§ **WHAT THE TASK REQUIRES**:
The lines from the start of the records through the one containing "they hold mutable" are to be transcribed exactly, and nothing else.

§ **THE RECORDS**:
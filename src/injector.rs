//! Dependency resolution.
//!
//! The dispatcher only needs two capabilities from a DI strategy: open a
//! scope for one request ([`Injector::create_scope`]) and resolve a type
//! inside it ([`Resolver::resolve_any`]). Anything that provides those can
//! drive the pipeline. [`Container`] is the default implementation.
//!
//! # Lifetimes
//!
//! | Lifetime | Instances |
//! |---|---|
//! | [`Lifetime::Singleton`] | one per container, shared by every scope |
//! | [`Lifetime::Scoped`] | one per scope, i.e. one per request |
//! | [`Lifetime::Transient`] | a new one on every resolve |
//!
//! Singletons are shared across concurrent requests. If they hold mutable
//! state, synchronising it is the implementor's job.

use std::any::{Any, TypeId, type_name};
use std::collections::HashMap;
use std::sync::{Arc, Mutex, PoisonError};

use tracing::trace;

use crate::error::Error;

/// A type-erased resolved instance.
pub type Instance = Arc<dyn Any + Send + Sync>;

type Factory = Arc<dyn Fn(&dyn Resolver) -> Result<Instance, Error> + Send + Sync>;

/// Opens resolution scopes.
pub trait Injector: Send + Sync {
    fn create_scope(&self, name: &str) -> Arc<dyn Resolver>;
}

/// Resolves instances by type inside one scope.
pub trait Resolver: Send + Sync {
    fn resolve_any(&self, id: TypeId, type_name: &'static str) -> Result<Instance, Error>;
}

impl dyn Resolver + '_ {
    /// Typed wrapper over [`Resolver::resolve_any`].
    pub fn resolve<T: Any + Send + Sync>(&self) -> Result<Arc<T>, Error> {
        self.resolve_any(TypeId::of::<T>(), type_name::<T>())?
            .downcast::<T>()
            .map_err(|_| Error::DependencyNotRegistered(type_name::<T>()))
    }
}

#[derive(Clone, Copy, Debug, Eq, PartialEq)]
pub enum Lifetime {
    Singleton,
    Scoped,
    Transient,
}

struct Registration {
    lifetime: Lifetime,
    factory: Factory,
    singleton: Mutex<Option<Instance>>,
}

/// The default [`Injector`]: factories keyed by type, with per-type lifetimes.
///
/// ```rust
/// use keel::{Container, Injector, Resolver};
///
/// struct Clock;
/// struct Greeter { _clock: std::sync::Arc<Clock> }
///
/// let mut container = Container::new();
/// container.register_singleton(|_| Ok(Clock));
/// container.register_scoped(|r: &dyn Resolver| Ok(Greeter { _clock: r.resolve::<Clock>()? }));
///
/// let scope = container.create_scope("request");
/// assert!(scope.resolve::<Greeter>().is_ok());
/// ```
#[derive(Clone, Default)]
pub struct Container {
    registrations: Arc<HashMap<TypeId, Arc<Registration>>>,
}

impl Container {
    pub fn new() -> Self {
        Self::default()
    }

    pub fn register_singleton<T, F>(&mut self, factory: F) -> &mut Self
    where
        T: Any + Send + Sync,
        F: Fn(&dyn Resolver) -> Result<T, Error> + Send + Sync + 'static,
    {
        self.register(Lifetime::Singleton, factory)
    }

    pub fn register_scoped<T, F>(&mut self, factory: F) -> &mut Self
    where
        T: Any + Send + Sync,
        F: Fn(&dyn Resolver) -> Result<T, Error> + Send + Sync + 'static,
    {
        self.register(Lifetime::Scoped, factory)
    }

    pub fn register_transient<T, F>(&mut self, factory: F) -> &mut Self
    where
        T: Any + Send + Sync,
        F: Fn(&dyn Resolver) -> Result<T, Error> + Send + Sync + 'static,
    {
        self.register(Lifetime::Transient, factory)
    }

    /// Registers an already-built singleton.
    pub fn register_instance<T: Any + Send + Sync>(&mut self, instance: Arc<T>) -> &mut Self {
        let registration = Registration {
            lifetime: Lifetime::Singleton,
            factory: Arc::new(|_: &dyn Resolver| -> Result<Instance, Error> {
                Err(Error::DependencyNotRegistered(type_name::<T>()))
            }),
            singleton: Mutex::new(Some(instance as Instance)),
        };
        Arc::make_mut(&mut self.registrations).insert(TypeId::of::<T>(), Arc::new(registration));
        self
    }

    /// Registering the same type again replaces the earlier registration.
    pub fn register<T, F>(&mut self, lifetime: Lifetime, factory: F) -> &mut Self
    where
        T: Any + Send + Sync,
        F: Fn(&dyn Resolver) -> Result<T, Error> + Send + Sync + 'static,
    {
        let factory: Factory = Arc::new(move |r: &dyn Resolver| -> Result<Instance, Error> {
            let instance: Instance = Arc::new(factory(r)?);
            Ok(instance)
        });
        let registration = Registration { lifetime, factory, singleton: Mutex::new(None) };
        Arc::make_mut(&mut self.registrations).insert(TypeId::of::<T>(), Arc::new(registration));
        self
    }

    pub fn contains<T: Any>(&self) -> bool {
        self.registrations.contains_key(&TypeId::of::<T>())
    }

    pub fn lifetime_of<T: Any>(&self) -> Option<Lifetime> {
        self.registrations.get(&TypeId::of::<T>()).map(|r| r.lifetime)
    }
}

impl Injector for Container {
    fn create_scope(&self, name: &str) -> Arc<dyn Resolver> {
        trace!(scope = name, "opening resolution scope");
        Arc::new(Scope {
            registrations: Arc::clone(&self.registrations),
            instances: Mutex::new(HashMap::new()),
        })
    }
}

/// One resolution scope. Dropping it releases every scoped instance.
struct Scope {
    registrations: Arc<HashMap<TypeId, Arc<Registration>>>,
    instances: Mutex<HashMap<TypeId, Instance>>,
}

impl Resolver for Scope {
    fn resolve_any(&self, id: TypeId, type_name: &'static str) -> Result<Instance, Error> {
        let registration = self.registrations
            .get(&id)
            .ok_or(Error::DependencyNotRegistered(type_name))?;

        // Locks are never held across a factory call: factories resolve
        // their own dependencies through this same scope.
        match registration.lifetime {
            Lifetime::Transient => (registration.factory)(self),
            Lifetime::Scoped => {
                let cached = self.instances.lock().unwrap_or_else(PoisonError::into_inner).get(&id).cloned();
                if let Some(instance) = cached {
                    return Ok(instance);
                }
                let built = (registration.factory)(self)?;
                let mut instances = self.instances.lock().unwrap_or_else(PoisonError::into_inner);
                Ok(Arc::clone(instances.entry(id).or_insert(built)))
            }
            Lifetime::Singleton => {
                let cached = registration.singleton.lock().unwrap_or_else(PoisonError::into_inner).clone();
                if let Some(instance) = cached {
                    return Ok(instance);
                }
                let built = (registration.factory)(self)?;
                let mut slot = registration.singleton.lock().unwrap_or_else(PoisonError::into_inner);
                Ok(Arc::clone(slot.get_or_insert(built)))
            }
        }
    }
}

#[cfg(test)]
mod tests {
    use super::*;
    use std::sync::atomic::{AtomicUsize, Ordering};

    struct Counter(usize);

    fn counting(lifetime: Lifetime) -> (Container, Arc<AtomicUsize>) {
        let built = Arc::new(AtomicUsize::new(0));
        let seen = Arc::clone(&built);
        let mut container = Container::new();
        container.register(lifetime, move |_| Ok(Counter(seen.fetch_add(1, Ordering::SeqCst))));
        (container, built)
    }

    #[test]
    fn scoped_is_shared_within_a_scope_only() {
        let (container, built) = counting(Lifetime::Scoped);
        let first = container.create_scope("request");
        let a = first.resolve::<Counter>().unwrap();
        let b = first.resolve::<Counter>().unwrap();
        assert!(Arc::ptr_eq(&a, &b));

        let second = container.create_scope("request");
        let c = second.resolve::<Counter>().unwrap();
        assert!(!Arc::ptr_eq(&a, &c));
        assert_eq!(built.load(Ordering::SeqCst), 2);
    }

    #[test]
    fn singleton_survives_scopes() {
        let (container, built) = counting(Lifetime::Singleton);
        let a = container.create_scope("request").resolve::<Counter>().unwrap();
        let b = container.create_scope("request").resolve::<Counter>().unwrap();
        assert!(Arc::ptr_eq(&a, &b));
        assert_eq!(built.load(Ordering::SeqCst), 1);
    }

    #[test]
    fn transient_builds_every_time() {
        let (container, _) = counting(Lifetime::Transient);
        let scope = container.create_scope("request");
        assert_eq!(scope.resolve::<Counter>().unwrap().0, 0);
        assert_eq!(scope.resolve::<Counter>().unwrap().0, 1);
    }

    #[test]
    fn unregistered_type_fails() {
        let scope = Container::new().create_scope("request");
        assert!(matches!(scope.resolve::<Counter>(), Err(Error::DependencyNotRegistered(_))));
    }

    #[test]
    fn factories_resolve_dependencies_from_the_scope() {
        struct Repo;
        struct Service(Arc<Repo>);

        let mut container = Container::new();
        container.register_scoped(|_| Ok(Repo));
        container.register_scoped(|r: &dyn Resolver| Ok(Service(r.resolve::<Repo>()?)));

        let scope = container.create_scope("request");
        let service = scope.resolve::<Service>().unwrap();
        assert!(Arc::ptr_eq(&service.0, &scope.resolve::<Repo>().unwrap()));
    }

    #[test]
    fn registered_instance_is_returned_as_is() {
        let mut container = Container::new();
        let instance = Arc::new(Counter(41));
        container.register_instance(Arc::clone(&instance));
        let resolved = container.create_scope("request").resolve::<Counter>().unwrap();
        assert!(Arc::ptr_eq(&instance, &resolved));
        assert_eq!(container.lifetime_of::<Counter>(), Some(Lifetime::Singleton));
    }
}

§ **ANSWER FOR THIS EXERCISE**:
filename src/injector.rs
//! Dependency resolution.
//!
//! The dispatcher only needs two capabilities from a DI strategy: open a
//! scope for one request ([`Injector::create_scope`]) and resolve a type
//! inside it ([`Resolver::resolve_any`]). Anything that provides those can
//! drive the pipeline. [`Container`] is the default implementation.
//!
//! # Lifetimes
//!
//! | Lifetime | Instances |
//! |---|---|
//! | [`Lifetime::Singleton`] | one per container, shared by every scope |
//! | [`Lifetime::Scoped`] | one per scope, i.e. one per request |
//! | [`Lifetime::Transient`] | a new one on every resolve |
//!
//! Singletons are shared across concurrent requests. If they hold mutable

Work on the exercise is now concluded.